At the time he had difficulty convincing US military authorities to even bother tracking these hackers. Their view was that if there was no identifiable damage, and no national secrets at stake, there was no problem.
Today all the major security organisations in the US and Europe have discovered the benefits of network hacking. First, it is now presented as a “terrorist” activity, deserving the highest levels of vigilance, with all the government funding that implies. Secondly, they are recognising that the internet provides a basis for significant social control.
The recent protests in Quebec City against the Summit of the Americas are a case in point. During the protests, agents of the US FBI and Secret Service raided the Seattle-based Independent Media Center. The alternative media web site had featured Canadian police security plans against the demonstrators.
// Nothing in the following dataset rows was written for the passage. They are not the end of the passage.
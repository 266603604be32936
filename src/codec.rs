//! Record-separator framing for the chat hub socket.
//!
//! Every message in both directions is a JSON document followed by the
//! ASCII record separator (`0x1E`). One network frame may carry several
//! documents, and trailing separators are common.

use serde::Serialize;
use serde_json::{Value, json};

use crate::error::Result;

/// Terminator appended to every JSON document on the wire.
pub const RECORD_SEPARATOR: char = '\u{1e}';

/// Protocol-level frames the client sends on its own.
#[derive(Debug, Clone, Copy, PartialEq, Eq)]
pub enum ControlFrame {
    /// `{"protocol":"json","version":1}`, the first frame of a connection.
    Handshake,
    /// `{"type":6}`, keep-alive in both directions.
    Ping,
    /// `{"type":7}`, echoed back when the service sends it.
    Ack,
}

impl ControlFrame {
    pub fn to_value(self) -> Value {
        match self {
            Self::Handshake => json!({"protocol": "json", "version": 1}),
            Self::Ping => json!({"type": 6}),
            Self::Ack => json!({"type": 7}),
        }
    }

    /// Wire form of the frame, separator included.
    pub fn encode(self) -> String {
        let mut out = self.to_value().to_string();
        out.push(RECORD_SEPARATOR);
        out
    }
}

/// Serialize `message` and terminate it with the record separator.
pub fn encode<T: Serialize + ?Sized>(message: &T) -> Result<String> {
    let mut out = serde_json::to_string(message)?;
    out.push(RECORD_SEPARATOR);
    Ok(out)
}

/// Split a network frame into its JSON documents.
///
/// Empty segments are dropped silently.
pub fn decode(raw: &str) -> Result<Vec<Value>> {
    raw.split(RECORD_SEPARATOR)
        .filter(|segment| !segment.trim().is_empty())
        .map(|segment| serde_json::from_str(segment).map_err(Into::into))
        .collect()
}

#[cfg(test)]
mod tests {
    use super::*;

    #[test]
    fn encode_appends_single_separator() {
        let wire = encode(&json!({"type": 4})).unwrap();
        assert_eq!(wire, "{\"type\":4}\u{1e}");
        assert_eq!(ControlFrame::Ping.encode(), "{\"type\":6}\u{1e}");
        assert_eq!(
            ControlFrame::Handshake.encode(),
            "{\"protocol\":\"json\",\"version\":1}\u{1e}"
        );
    }

    #[test]
    fn decode_splits_coalesced_documents() {
        let raw = "{\"type\":6}\u{1e}{\"type\":1,\"target\":\"update\"}\u{1e}";
        let frames = decode(raw).unwrap();
        assert_eq!(frames.len(), 2);
        assert_eq!(frames[0]["type"], 6);
        assert_eq!(frames[1]["target"], "update");
    }

    #[test]
    fn decode_drops_empty_segments() {
        assert!(decode("\u{1e}\u{1e}").unwrap().is_empty());
        assert_eq!(decode("{}\u{1e}\u{1e}{}").unwrap().len(), 2);
    }

    #[test]
    fn decode_rejects_malformed_document() {
        assert!(decode("{\"type\":\u{1e}").is_err());
    }
}
//! Conversation creation and socket-token management.

use std::sync::Arc;

use reqwest::header::HeaderMap;
use reqwest::multipart::Form;
use serde_json::{Value, json};
use tracing::{debug, info};

use crate::config::ClientConfig;
use crate::error::{ChatError, Result};
use crate::headers;
use crate::request::ConversationStyle;
use crate::retry::RetryPolicy;
use crate::sessions::{ConversationHandle, SessionStore, now_secs};

/// Response header carrying the bootstrap bearer token.
pub const SIGNATURE_HEADER: &str = "x-sydney-encryptedconversationsignature";

/// Creates conversations and keeps their socket tokens fresh.
pub struct ConnectionBootstrap {
    http: reqwest::Client,
    /// Client for image attachment uploads.
    upload_http: reqwest::Client,
    store: Arc<SessionStore>,
    service_url: String,
    wss_link: String,
    token_freshness_secs: u64,
}

impl ConnectionBootstrap {
    pub fn new(config: &ClientConfig, store: Arc<SessionStore>, forwarded_ip: &str) -> Result<Self> {
        let mut builder =
            reqwest::Client::builder().default_headers(headers::service_headers(config, forwarded_ip)?);
        let mut upload_builder =
            reqwest::Client::builder().default_headers(headers::upload_headers(config, forwarded_ip)?);
        if let Some(proxy) = &config.proxy {
            builder = builder.proxy(reqwest::Proxy::all(proxy)?);
            upload_builder = upload_builder.proxy(reqwest::Proxy::all(proxy)?);
        }
        Ok(Self {
            http: builder.build()?,
            upload_http: upload_builder.build()?,
            store,
            service_url: config.service_url.trim_end_matches('/').to_string(),
            wss_link: config.wss_link().to_string(),
            token_freshness_secs: config.token_freshness_secs,
        })
    }

    /// HTTP client carrying the service headers.
    pub fn http(&self) -> &reqwest::Client {
        &self.http
    }

    pub fn store(&self) -> &Arc<SessionStore> {
        &self.store
    }

    pub fn service_url(&self) -> &str {
        &self.service_url
    }

    /// Create a new conversation and record it in the store.
    pub async fn create_conversation(&self) -> Result<ConversationHandle> {
        RetryPolicy::create_conversation()
            .run("create_conversation", |_| self.create_once())
            .await
    }

    async fn create_once(&self) -> Result<ConversationHandle> {
        let url = format!("{}/turing/conversation/create", self.service_url);
        let resp = self.http.get(&url).send().await?;
        let access_token = signature_token(resp.headers());
        let body = resp.text().await?;

        let mut handle: ConversationHandle = match serde_json::from_str(&body) {
            Ok(handle) => handle,
            Err(_) => return Err(ChatError::Auth(body)),
        };
        if handle.conversation_id.is_empty() {
            return Err(ChatError::Auth(body));
        }
        handle.access_token = access_token;
        handle.created_at = Some(now_secs());

        let id = handle.conversation_id.clone();
        info!(conversation_id = %id, "created conversation");
        Ok(self.store.upsert(&id, handle))
    }

    /// Re-request a socket token for an existing conversation.
    ///
    /// A response without the signature header leaves the handle unchanged.
    pub async fn refresh_token(&self, id: &str) -> Result<()> {
        RetryPolicy::refresh_token()
            .run("refresh_token", |_| self.refresh_once(id))
            .await
    }

    async fn refresh_once(&self, id: &str) -> Result<()> {
        let url = format!(
            "{}/turing/conversation/create?conversationId={}",
            self.service_url,
            urlencoding::encode(id)
        );
        let resp = self.http.get(&url).send().await?;
        match signature_token(resp.headers()) {
            Some(token) => {
                debug!(conversation_id = %id, "refreshed access token");
                let mut update = ConversationHandle::new(id);
                update.access_token = Some(token);
                self.store.upsert(id, update);
            }
            None => debug!(conversation_id = %id, "no access token issued"),
        }
        Ok(())
    }

    /// Register `handle` with the store, refresh its token when the
    /// freshness rule asks for it and return the current snapshot.
    ///
    /// Stored fields take precedence over the caller's copy, which may
    /// predate an earlier refresh.
    pub async fn ensure_fresh(&self, handle: &ConversationHandle) -> Result<ConversationHandle> {
        let id = handle.conversation_id.clone();
        let current = self.store.adopt(handle.clone());
        if !current.needs_refresh(now_secs(), self.token_freshness_secs) {
            return Ok(current);
        }
        self.refresh_token(&id).await?;
        self.store.record_refresh(&id, None, now_secs());
        self.store
            .get(&id)
            .ok_or(ChatError::UnknownConversation(id))
    }

    /// Upload a base64-encoded image for the next turn of a conversation.
    ///
    /// Returns the blob URL to attach to the request, or `None` when the
    /// service accepted the upload without issuing a blob id.
    pub async fn upload_image(
        &self,
        handle: &ConversationHandle,
        style: ConversationStyle,
        image_base64: &str,
    ) -> Result<Option<String>> {
        let knowledge_request = json!({
            "imageInfo": {},
            "knowledgeRequest": {
                "invokedSkills": ["ImageById"],
                "subscriptionId": "Bing.Chat.Multimodal",
                "invokedSkillsRequestData": {"enableFaceBlur": false},
                "convoData": {
                    "convoid": handle.conversation_id,
                    "convotone": style.tone(),
                },
            },
        })
        .to_string();

        let blob_id = RetryPolicy::upload_image()
            .run("upload_image", |_| {
                self.upload_once(knowledge_request.clone(), image_base64.to_string())
            })
            .await?;
        if blob_id.is_empty() {
            debug!(conversation_id = %handle.conversation_id, "upload issued no blob id");
            return Ok(None);
        }
        info!(conversation_id = %handle.conversation_id, %blob_id, "uploaded image");
        Ok(Some(blob_url(&self.service_url, &blob_id)))
    }

    async fn upload_once(&self, knowledge_request: String, image_base64: String) -> Result<String> {
        let form = Form::new()
            .text("knowledgeRequest", knowledge_request)
            .text("imageBase64", image_base64);
        let resp = self
            .upload_http
            .post(format!("{}/images/kblob", self.service_url))
            .multipart(form)
            .send()
            .await?;
        let status = resp.status();
        let body = resp.text().await?;
        if !status.is_success() {
            return Err(ChatError::Auth(body));
        }
        let parsed: Value = serde_json::from_str(&body).map_err(|_| ChatError::Auth(body.clone()))?;
        match parsed.get("blobId") {
            Some(Value::String(id)) => Ok(id.clone()),
            Some(Value::Null) => Ok(String::new()),
            _ => Err(ChatError::Auth(body)),
        }
    }

    /// Socket endpoint for a conversation.
    pub fn socket_url(&self, handle: &ConversationHandle) -> String {
        socket_url(&self.wss_link, handle)
    }
}

/// The chat hub URL, with `sec_access_token` on the token path.
pub fn socket_url(wss_link: &str, handle: &ConversationHandle) -> String {
    if handle.uses_token_auth() {
        format!(
            "{}?sec_access_token={}",
            wss_link,
            handle.access_token.as_deref().unwrap_or_default()
        )
    } else {
        wss_link.to_string()
    }
}

/// Address of an uploaded image blob.
pub fn blob_url(service_url: &str, blob_id: &str) -> String {
    format!("{service_url}/images/blob?bcid={blob_id}")
}

/// The signature header, URL-escaped, if the response carries one.
fn signature_token(headers: &HeaderMap) -> Option<String> {
    headers
        .get(SIGNATURE_HEADER)
        .and_then(|v| v.to_str().ok())
        .filter(|v| !v.is_empty())
        .map(|v| urlencoding::encode(v).into_owned())
}

#[cfg(test)]
mod tests {
    use super::*;
    use crate::testing::{ok, response, serve};

    fn bootstrap(service_url: String, store: Arc<SessionStore>) -> ConnectionBootstrap {
        let config = ClientConfig {
            service_url,
            wss_link: Some("ws://127.0.0.1:1/sydney/ChatHub".into()),
            ..ClientConfig::default()
        };
        ConnectionBootstrap::new(&config, store, "13.104.0.1").unwrap()
    }

    #[tokio::test]
    async fn create_captures_escaped_token() {
        let (url, mut requests) = serve(vec![response(
            200,
            "x-sydney-encryptedconversationsignature: a+b/c=\r\n",
            r#"{"conversationId":"c1","clientId":"914798","result":{"value":"Success"}}"#,
        )])
        .await;
        let store = Arc::new(SessionStore::new());
        let handle = bootstrap(url, store.clone()).create_conversation().await.unwrap();

        assert_eq!(handle.conversation_id, "c1");
        assert_eq!(handle.access_token.as_deref(), Some("a%2Bb%2Fc%3D"));
        assert!(handle.created_at.is_some());
        assert!(store.contains("c1"));
        assert_eq!(
            requests.recv().await.unwrap().line,
            "GET /turing/conversation/create HTTP/1.1"
        );
    }

    #[tokio::test]
    async fn unparseable_body_is_auth_error() {
        let page = "<html>sign in</html>";
        let responses = (0..10).map(|_| ok(page)).collect();
        let (url, _requests) = serve(responses).await;
        let store = Arc::new(SessionStore::new());
        let bootstrap = bootstrap(url, store);

        let err = tokio::time::timeout(
            std::time::Duration::from_secs(30),
            bootstrap.create_conversation(),
        )
        .await
        .unwrap()
        .unwrap_err();
        assert!(matches!(err, ChatError::RetryExhausted { attempts: 10, .. }));
        assert!(matches!(err.root(), ChatError::Auth(body) if body == page));
    }

    #[tokio::test]
    async fn missing_header_keeps_handle_unchanged() {
        let (url, mut requests) = serve(vec![ok("{}")]).await;
        let store = Arc::new(SessionStore::new());
        store.upsert("c|1", ConversationHandle::new("c|1"));
        let bootstrap = bootstrap(url, store.clone());

        bootstrap.refresh_token("c|1").await.unwrap();
        assert!(store.get("c|1").unwrap().access_token.is_none());
        assert_eq!(
            requests.recv().await.unwrap().line,
            "GET /turing/conversation/create?conversationId=c%7C1 HTTP/1.1"
        );
    }

    #[tokio::test]
    async fn signed_handle_skips_refresh() {
        let store = Arc::new(SessionStore::new());
        // No server: any HTTP call would fail.
        let bootstrap = bootstrap("http://127.0.0.1:1".into(), store.clone());
        let handle = ConversationHandle::new("c1").with_signature("sig");

        let fresh = bootstrap.ensure_fresh(&handle).await.unwrap();
        assert_eq!(fresh.conversation_signature.as_deref(), Some("sig"));
        assert_eq!(
            bootstrap.socket_url(&fresh),
            "ws://127.0.0.1:1/sydney/ChatHub"
        );
    }

    #[tokio::test]
    async fn stored_token_wins_over_stale_caller_copy() {
        let store = Arc::new(SessionStore::new());
        let mut stored = ConversationHandle::new("c1");
        stored.access_token = Some("new-token".into());
        stored.created_at = Some(now_secs());
        store.upsert("c1", stored);
        // No server: a refresh attempt would fail the call.
        let bootstrap = bootstrap("http://127.0.0.1:1".into(), store.clone());

        let mut held = ConversationHandle::new("c1");
        held.access_token = Some("old-token".into());
        held.created_at = Some(now_secs() - 3600);
        let fresh = bootstrap.ensure_fresh(&held).await.unwrap();

        assert_eq!(fresh.access_token.as_deref(), Some("new-token"));
        assert_eq!(store.get("c1").unwrap().access_token.as_deref(), Some("new-token"));
        assert_eq!(
            bootstrap.socket_url(&fresh),
            "ws://127.0.0.1:1/sydney/ChatHub?sec_access_token=new-token"
        );
    }

    #[tokio::test]
    async fn upload_sends_form_and_returns_blob_url() {
        let (url, mut requests) = serve(vec![ok(r#"{"blobId":"b-42","processedBlobId":"p"}"#)]).await;
        let bootstrap = bootstrap(url.clone(), Arc::new(SessionStore::new()));
        let handle = ConversationHandle::new("c1");

        let image_url = bootstrap
            .upload_image(&handle, ConversationStyle::Precise, "aGVsbG8=")
            .await
            .unwrap();
        assert_eq!(image_url, Some(format!("{url}/images/blob?bcid=b-42")));

        let request = requests.recv().await.unwrap();
        assert_eq!(request.line, "POST /images/kblob HTTP/1.1");
        assert!(request.body.contains(r#"name="knowledgeRequest""#));
        assert!(request.body.contains(r#""convoid":"c1""#));
        assert!(request.body.contains(r#""convotone":"Precise""#));
        assert!(request.body.contains(r#"name="imageBase64""#));
        assert!(request.body.contains("aGVsbG8="));
    }

    #[tokio::test]
    async fn rejected_upload_is_retried_then_fails() {
        let responses = (0..3).map(|_| response(403, "", "denied")).collect();
        let (url, _requests) = serve(responses).await;
        let bootstrap = bootstrap(url, Arc::new(SessionStore::new()));

        let err = bootstrap
            .upload_image(&ConversationHandle::new("c1"), ConversationStyle::Creative, "eA==")
            .await
            .unwrap_err();
        assert!(matches!(err, ChatError::RetryExhausted { attempts: 3, .. }));
        assert!(matches!(err.root(), ChatError::Auth(body) if body == "denied"));
    }

    #[test]
    fn socket_url_carries_token() {
        let mut handle = ConversationHandle::new("c1").with_signature("sig");
        handle.access_token = Some("tok%2B".into());
        assert_eq!(
            socket_url("wss://host/hub", &handle),
            "wss://host/hub?sec_access_token=tok%2B"
        );

        // No signature and no token yet: empty token parameter.
        assert_eq!(
            socket_url("wss://host/hub", &ConversationHandle::new("c1")),
            "wss://host/hub?sec_access_token="
        );
    }
}
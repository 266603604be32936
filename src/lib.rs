//! Streaming client for the Sydney ChatHub conversation protocol.
//!
//! [`ChatClient`] is the entry point. A turn is streamed as [`ChatEvent`]s:
//! answer text arrives as deltas, followed by citations, suggested replies,
//! drawn images and finally the service's terminal response.

pub mod bootstrap;
pub mod classifier;
pub mod client;
pub mod codec;
pub mod config;
pub mod conversations;
pub mod engine;
pub mod error;
pub mod events;
pub mod headers;
pub mod imagegen;
pub mod logging;
pub mod render;
pub mod request;
pub mod retry;
pub mod sessions;

#[cfg(test)]
mod testing;

pub use client::ChatClient;
pub use config::ClientConfig;
pub use engine::TurnRequest;
pub use error::{ChatError, Result};
pub use events::ChatEvent;
pub use request::ConversationStyle;
pub use sessions::{ConversationHandle, SessionStore};
//! In-memory user repository implementation

use std::collections::BTreeMap;
use std::sync::Arc;
use std::time::Duration;

use async_trait::async_trait;
use tokio::sync::RwLock;
use tracing::debug;

use crate::domain::user::{created_within, Email, User, UserRepository};
use crate::domain::{DomainError, EntityId, Page, Timestamp};

/// In-memory implementation of UserRepository
///
/// Records are keyed by id text in an ordered map, so iteration follows id
/// order, which for generated ids is creation order. Nothing survives a restart.
#[derive(Debug)]
pub struct InMemoryUserRepository {
    users: Arc<RwLock<BTreeMap<String, User>>>,
    /// Artificial delay applied before every operation
    latency: Duration,
}

impl InMemoryUserRepository {
    /// Create a new empty repository
    pub fn new() -> Self {
        Self {
            users: Arc::new(RwLock::new(BTreeMap::new())),
            latency: Duration::ZERO,
        }
    }

    /// Create a repository with initial users
    pub fn with_users(users: Vec<User>) -> Self {
        let users_map = users
            .into_iter()
            .map(|user| (user.id().as_str().to_string(), user))
            .collect();

        Self {
            users: Arc::new(RwLock::new(users_map)),
            latency: Duration::ZERO,
        }
    }

    /// Delay every operation by `latency`
    pub fn with_latency(mut self, latency: Duration) -> Self {
        self.latency = latency;
        self
    }

    async fn simulate_latency(&self) {
        if !self.latency.is_zero() {
            tokio::time::sleep(self.latency).await;
        }
    }

    async fn live_users_matching(&self, filter: impl Fn(&User) -> bool) -> Vec<User> {
        let users = self.users.read().await;

        users
            .values()
            .filter(|u| !u.is_deleted() && filter(*u))
            .cloned()
            .collect()
    }
}

impl Default for InMemoryUserRepository {
    fn default() -> Self {
        Self::new()
    }
}

#[async_trait]
impl UserRepository for InMemoryUserRepository {
    async fn create(&self, user: User) -> Result<(), DomainError> {
        self.simulate_latency().await;
        let mut users = self.users.write().await;

        debug!(user_id = %user.id(), "Storing user");
        users.insert(user.id().as_str().to_string(), user);

        Ok(())
    }

    async fn find_by_email(&self, email: &Email) -> Result<Option<User>, DomainError> {
        self.simulate_latency().await;
        let users = self.users.read().await;

        Ok(users
            .values()
            .find(|u| !u.is_deleted() && u.email() == email)
            .cloned())
    }

    async fn find_by_id(&self, id: &EntityId) -> Result<Option<User>, DomainError> {
        self.simulate_latency().await;
        let users = self.users.read().await;

        Ok(users.get(id.as_str()).filter(|u| !u.is_deleted()).cloned())
    }

    async fn find_all(&self, page: u32, limit: u32) -> Result<Page<User>, DomainError> {
        self.simulate_latency().await;
        let live = self.live_users_matching(|_| true).await;

        Ok(Page::from_items(live, page, limit))
    }

    async fn find_by_date_range(
        &self,
        start: Option<Timestamp>,
        end: Option<Timestamp>,
        page: u32,
        limit: u32,
    ) -> Result<Page<User>, DomainError> {
        self.simulate_latency().await;
        let matching = self
            .live_users_matching(|u| created_within(u, start, end))
            .await;

        Ok(Page::from_items(matching, page, limit))
    }

    async fn update(&self, user: User) -> Result<(), DomainError> {
        self.simulate_latency().await;
        let mut users = self.users.write().await;
        let id = user.id().as_str().to_string();

        let is_live = users.get(&id).is_some_and(|existing| !existing.is_deleted());

        if !is_live {
            return Err(DomainError::user_not_found(id));
        }

        users.insert(id, user);

        Ok(())
    }

    async fn delete(&self, id: &EntityId) -> Result<(), DomainError> {
        self.simulate_latency().await;
        let mut users = self.users.write().await;

        let deleted = match users.get(id.as_str()) {
            Some(existing) if !existing.is_deleted() => existing.soft_delete(),
            _ => return Err(DomainError::user_not_found(id.as_str())),
        };

        debug!(user_id = %id, "Soft-deleting user");
        users.insert(id.as_str().to_string(), deleted);

        Ok(())
    }
}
Under US law, providing this information is not illegal. Nevertheless, according to Patti Waldmeir writing in the May 10 London Financial Times, the raiders served a court order demanding the internet addresses of everyone who had visited the site during the previous 48 hours.
This level of social control is impossible when information is released as posters on a wall or as unauthorised leaflets handed out to passers-by. The internet gives previously impossible reach to alternative views, but it also enables the tracking of every visitor to a web site.
Overt attempts to police internet users in the US and Europe have generally failed. US government proposals to patrol computers with special chips, FBI email policing, and computer chip manufacturer attempts to make this easy have always met a hostile response when made public.
But there is an alternate path to control, and that is the one being developed commercially in the name of advertising.
Advertising budgets for internet business have fallen dramatically in the past year. The solution of these businesses is to identify their viewers more and more precisely in order to promise better product targeting.
Major initiatives are currently underway to develop technologies and systems that can identify to within a city block where a web “surfer” resides (to sell them location-based services such as pizzas). Companies now hold details of the “surfing” patterns of tens of millions of internet users.
At present data privacy restrictions prevent those details being linked to the names of actual people. Security forces, however, have access to the same or better technology and are free from any such restrictions.
The internet could represent a bright future of information distribution, discovery and enlightenment. The security organisations of the capitalist state have a different vision — the internet as a dense web of social control.